# Task requirements:
Read the records below and report each line in which "tracing" occurs.

Top of Records

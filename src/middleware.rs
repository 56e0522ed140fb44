use crate::identity::resolve_identity;
use axum::extract::{ConnectInfo, Request};
use axum::http::HeaderValue;
use axum::{middleware::Next, response::Response};
use std::net::SocketAddr;
use tracing::info;
use uuid::Uuid;

pub const REQUEST_ID_HEADER: &str = "x-request-id";

/// Logging middleware for request/response tracking
pub async fn logging_middleware(request: Request, next: Next) -> Response {
    let method = request.method().clone();
    let uri = request.uri().clone();
    let peer = request
        .extensions()
        .get::<ConnectInfo<SocketAddr>>()
        .map(|ConnectInfo(addr)| *addr);
    let client = resolve_identity(request.headers(), peer);
    let request_id = Uuid::new_v4();

    info!(
        target: "coingate::middleware",
        request_id = %request_id,
        method = %method,
        uri = %uri,
        client = %client,
        "Incoming request"
    );

    let mut response = next.run(request).await;

    let status = response.status();
    info!(
        target: "coingate::middleware",
        request_id = %request_id,
        method = %method,
        uri = %uri,
        status = %status,
        "Request completed"
    );

    if let Ok(value) = HeaderValue::from_str(&request_id.to_string()) {
        response.headers_mut().insert(REQUEST_ID_HEADER, value);
    }

    response
}
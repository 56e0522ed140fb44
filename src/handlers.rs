use axum::{
    extract::{rejection::QueryRejection, ConnectInfo, Query, State},
    http::HeaderMap,
    response::{IntoResponse, Response},
    Json,
};
use serde::Deserialize;
use serde_json::Value;
use std::net::SocketAddr;
use std::sync::Arc;
use tracing::error;

use crate::currency::{currency_options, CurrencyOption};
use crate::error::{ApiError, ApiResult};
use crate::fetcher::MarketFetcher;
use crate::health::{HealthChecker, HealthStatus};
use crate::identity::resolve_identity;
use crate::rate_limiter::RateLimiter;
use crate::response::{with_rate_limit_headers, LoggedResponse};
use crate::validation::{MarketQuery, MarketRequest};

/// Process-wide collaborators, built once by the server and shared by
/// every request.
#[derive(Clone)]
pub struct AppState {
    pub rate_limiter: RateLimiter,
    pub fetcher: Arc<MarketFetcher>,
    pub health: Arc<HealthChecker>,
    pub retry_after_secs: u64,
}

/// Market data entry point: admit, validate, then serve from cache or
/// upstream.
pub async fn market_data(
    State(state): State<AppState>,
    peer: Option<ConnectInfo<SocketAddr>>,
    headers: HeaderMap,
    query: Result<Query<MarketQuery>, QueryRejection>,
) -> ApiResult<Response> {
    let identity = resolve_identity(&headers, peer.map(|ConnectInfo(addr)| addr));

    let decision = state.rate_limiter.check(&identity).await;
    if !decision.allowed {
        return Err(ApiError::RateLimitExceeded {
            retry_after_secs: state.retry_after_secs,
        });
    }

    let Query(query) = query.map_err(|e| ApiError::InvalidRequest(e.body_text()))?;
    let request = query.into_request()?;

    let payload = match request {
        MarketRequest::Leaderboard { currency } => {
            state.fetcher.top_market_caps(currency).await?
        }
        MarketRequest::Chart { currency, coin_id } => {
            state.fetcher.market_chart(&coin_id, currency).await?
        }
        MarketRequest::CoinList { currency } => state.fetcher.coin_list(currency).await?,
    };

    Ok(with_rate_limit_headers(Json(payload).into_response(), &decision))
}

/// Supported quote currencies for the dashboard's selector.
pub async fn currencies() -> Json<Vec<CurrencyOption>> {
    Json(currency_options())
}

/// Error report posted by a dashboard client.
#[derive(Debug, Default, Deserialize)]
pub struct ClientErrorReport {
    pub error: Option<Value>,
    pub stack: Option<Value>,
    pub info: Option<Value>,
}

/// Record a client-side error. Always answers 200 so nothing leaks back.
pub async fn log_client_error(report: Option<Json<ClientErrorReport>>) -> Json<LoggedResponse> {
    let report = report.map(|Json(r)| r).unwrap_or_default();

    if let Some(Value::String(message)) = &report.error {
        error!(
            target: "coingate::client",
            error = %message,
            stack = ?report.stack,
            info = ?report.info,
            "Client error"
        );
    }

    Json(LoggedResponse::logged())
}

/// Health check endpoint
pub async fn health_check(State(state): State<AppState>) -> Json<HealthStatus> {
    Json(state.health.check_health())
}
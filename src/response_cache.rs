//! Short-lived memo of upstream responses, keyed by the full upstream URL.
//!
//! Freshness is decided on read against the injected clock: an entry is only
//! served while `now - fetched_at < ttl`. moka's own time-to-live is set to
//! the same value so stale entries also get purged without a read.

use crate::clock::SharedClock;
use moka::policy::EvictionPolicy;
use moka::sync::Cache;
use std::time::Duration;

#[derive(Debug, Clone)]
pub struct CacheEntry<T> {
    pub payload: T,
    pub fetched_at: u64,
}

pub struct ResponseCache<T> {
    entries: Cache<String, CacheEntry<T>>,
    ttl: Duration,
    clock: SharedClock,
}

impl<T> ResponseCache<T>
where
    T: Clone + Send + Sync + 'static,
{
    pub fn new(capacity: u64, ttl: Duration, clock: SharedClock) -> Self {
        let entries = Cache::builder()
            .max_capacity(capacity)
            .eviction_policy(EvictionPolicy::lru())
            .time_to_live(ttl)
            .build();

        Self {
            entries,
            ttl,
            clock,
        }
    }

    /// Fresh payload for `key`, or `None` when absent or stale.
    pub fn get(&self, key: &str) -> Option<T> {
        let entry = self.entries.get(key)?;
        let age = self.clock.now_ms().saturating_sub(entry.fetched_at);
        if age < self.ttl.as_millis() as u64 {
            Some(entry.payload)
        } else {
            None
        }
    }

    /// Replace whatever is stored under `key`, stamped with the current time.
    pub fn set(&self, key: impl Into<String>, payload: T) {
        let entry = CacheEntry {
            payload,
            fetched_at: self.clock.now_ms(),
        };
        self.entries.insert(key.into(), entry);
    }

    pub fn ttl(&self) -> Duration {
        self.ttl
    }

    pub fn entry_count(&self) -> u64 {
        self.entries.run_pending_tasks();
        self.entries.entry_count()
    }
}
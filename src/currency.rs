use serde::Serialize;
use std::fmt;
use std::str::FromStr;

/// Quote currencies the dashboard supports.
#[derive(Debug, Clone, Copy, PartialEq, Eq, Hash, Default)]
pub enum Currency {
    Bgn,
    Chf,
    #[default]
    Usd,
    Eur,
    Sar,
    Aed,
    Gbp,
}

impl Currency {
    pub const ALL: [Currency; 7] = [
        Currency::Bgn,
        Currency::Chf,
        Currency::Usd,
        Currency::Eur,
        Currency::Sar,
        Currency::Aed,
        Currency::Gbp,
    ];

    pub fn code(&self) -> &'static str {
        match self {
            Currency::Bgn => "bgn",
            Currency::Chf => "chf",
            Currency::Usd => "usd",
            Currency::Eur => "eur",
            Currency::Sar => "sar",
            Currency::Aed => "aed",
            Currency::Gbp => "gbp",
        }
    }

    pub fn symbol(&self) -> &'static str {
        match self {
            Currency::Bgn => "лв",
            Currency::Chf => "Fr.",
            Currency::Usd => "$",
            Currency::Eur => "€",
            Currency::Sar => "ر.س",
            Currency::Aed => "د.إ",
            Currency::Gbp => "£",
        }
    }

    /// Dropdown label, e.g. `"$ USD"`.
    pub fn label(&self) -> String {
        format!("{} {}", self.symbol(), self.code().to_uppercase())
    }
}

impl fmt::Display for Currency {
    fn fmt(&self, f: &mut fmt::Formatter<'_>) -> fmt::Result {
        f.write_str(self.code())
    }
}

#[derive(Debug, Clone, PartialEq, Eq)]
pub struct UnsupportedCurrency(pub String);

impl fmt::Display for UnsupportedCurrency {
    fn fmt(&self, f: &mut fmt::Formatter<'_>) -> fmt::Result {
        write!(f, "unsupported currency '{}'", self.0)
    }
}

impl std::error::Error for UnsupportedCurrency {}

impl FromStr for Currency {
    type Err = UnsupportedCurrency;

    fn from_str(s: &str) -> Result<Self, Self::Err> {
        let code = s.trim().to_ascii_lowercase();
        Currency::ALL
            .into_iter()
            .find(|c| c.code() == code)
            .ok_or_else(|| UnsupportedCurrency(s.to_string()))
    }
}

#[derive(Debug, Clone, Serialize, PartialEq, Eq)]
pub struct CurrencyOption {
    pub code: &'static str,
    pub label: String,
}

pub fn currency_options() -> Vec<CurrencyOption> {
    Currency::ALL
        .iter()
        .map(|c| CurrencyOption {
            code: c.code(),
            label: c.label(),
        })
        .collect()
}
use crate::currency::Currency;
use crate::error::FetchError;
use crate::response_cache::ResponseCache;
use crate::upstream::{Endpoint, MarketData, MarketSource};
use std::sync::Arc;
use tracing::{debug, error};

pub const LEADERBOARD_SIZE: u32 = 5;

#[derive(Debug, Clone, Copy)]
pub struct FetchSettings {
    pub coin_list_size: u32,
    pub chart_days: u32,
    /// Log upstream failure details server-side.
    pub log_failures: bool,
}

impl Default for FetchSettings {
    fn default() -> Self {
        Self {
            coin_list_size: 25,
            chart_days: 30,
            log_failures: true,
        }
    }
}

/// Cache-or-fetch front for the market-data provider.
///
/// Coin lists and charts share the short-TTL cache; the leaderboard has its
/// own, longer-lived one.
pub struct MarketFetcher {
    source: Arc<dyn MarketSource>,
    cache: ResponseCache<MarketData>,
    leaderboard_cache: ResponseCache<MarketData>,
    settings: FetchSettings,
}

impl MarketFetcher {
    pub fn new(
        source: Arc<dyn MarketSource>,
        cache: ResponseCache<MarketData>,
        leaderboard_cache: ResponseCache<MarketData>,
        settings: FetchSettings,
    ) -> Self {
        Self {
            source,
            cache,
            leaderboard_cache,
            settings,
        }
    }

    /// Top coins by market cap.
    pub async fn coin_list(&self, currency: Currency) -> Result<MarketData, FetchError> {
        let endpoint = Endpoint::CoinMarkets {
            currency,
            per_page: self.settings.coin_list_size,
            with_price_change: false,
        };
        self.cached_fetch(&self.cache, endpoint, "coin list", currency.code())
            .await
    }

    /// Price, market cap and volume history for one coin.
    pub async fn market_chart(
        &self,
        coin_id: &str,
        currency: Currency,
    ) -> Result<MarketData, FetchError> {
        let endpoint = Endpoint::MarketChart {
            coin_id: coin_id.to_string(),
            currency,
            days: self.settings.chart_days,
        };
        self.cached_fetch(&self.cache, endpoint, "market chart", coin_id)
            .await
    }

    /// Top five coins with 24h and 7d change percentages.
    pub async fn top_market_caps(&self, currency: Currency) -> Result<MarketData, FetchError> {
        let endpoint = Endpoint::CoinMarkets {
            currency,
            per_page: LEADERBOARD_SIZE,
            with_price_change: true,
        };
        self.cached_fetch(
            &self.leaderboard_cache,
            endpoint,
            "top market caps",
            currency.code(),
        )
        .await
    }

    async fn cached_fetch(
        &self,
        cache: &ResponseCache<MarketData>,
        endpoint: Endpoint,
        operation: &'static str,
        resource: &str,
    ) -> Result<MarketData, FetchError> {
        let key = self.source.url(&endpoint);

        if let Some(hit) = cache.get(&key) {
            debug!(key = %key, "Cache hit");
            return Ok(hit);
        }

        debug!(key = %key, "Cache miss, fetching upstream");
        match self.source.fetch(&endpoint).await {
            Ok(payload) => {
                cache.set(key, payload.clone());
                Ok(payload)
            }
            Err(e) => {
                if self.settings.log_failures {
                    error!(operation, resource, error = %e, "Upstream fetch failed");
                }
                Err(FetchError::from_upstream(&e, operation, resource))
            }
        }
    }

    pub fn cached_entries(&self) -> u64 {
        self.cache.entry_count() + self.leaderboard_cache.entry_count()
    }
}
//! Outbound event broadcasting
//!
//! The engine emits `GameEvent`s through the `BroadcastGateway` trait;
//! the AMQP implementation fans them out on the room events exchange.

pub mod gateway;

pub use gateway::{AmqpBroadcastGateway, BroadcastGateway, GatewayConfig, MockBroadcastGateway};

Bottom of Records

# Solution for this exercise:
use tracing::info;
use tracing::error;
use tracing::{debug, error};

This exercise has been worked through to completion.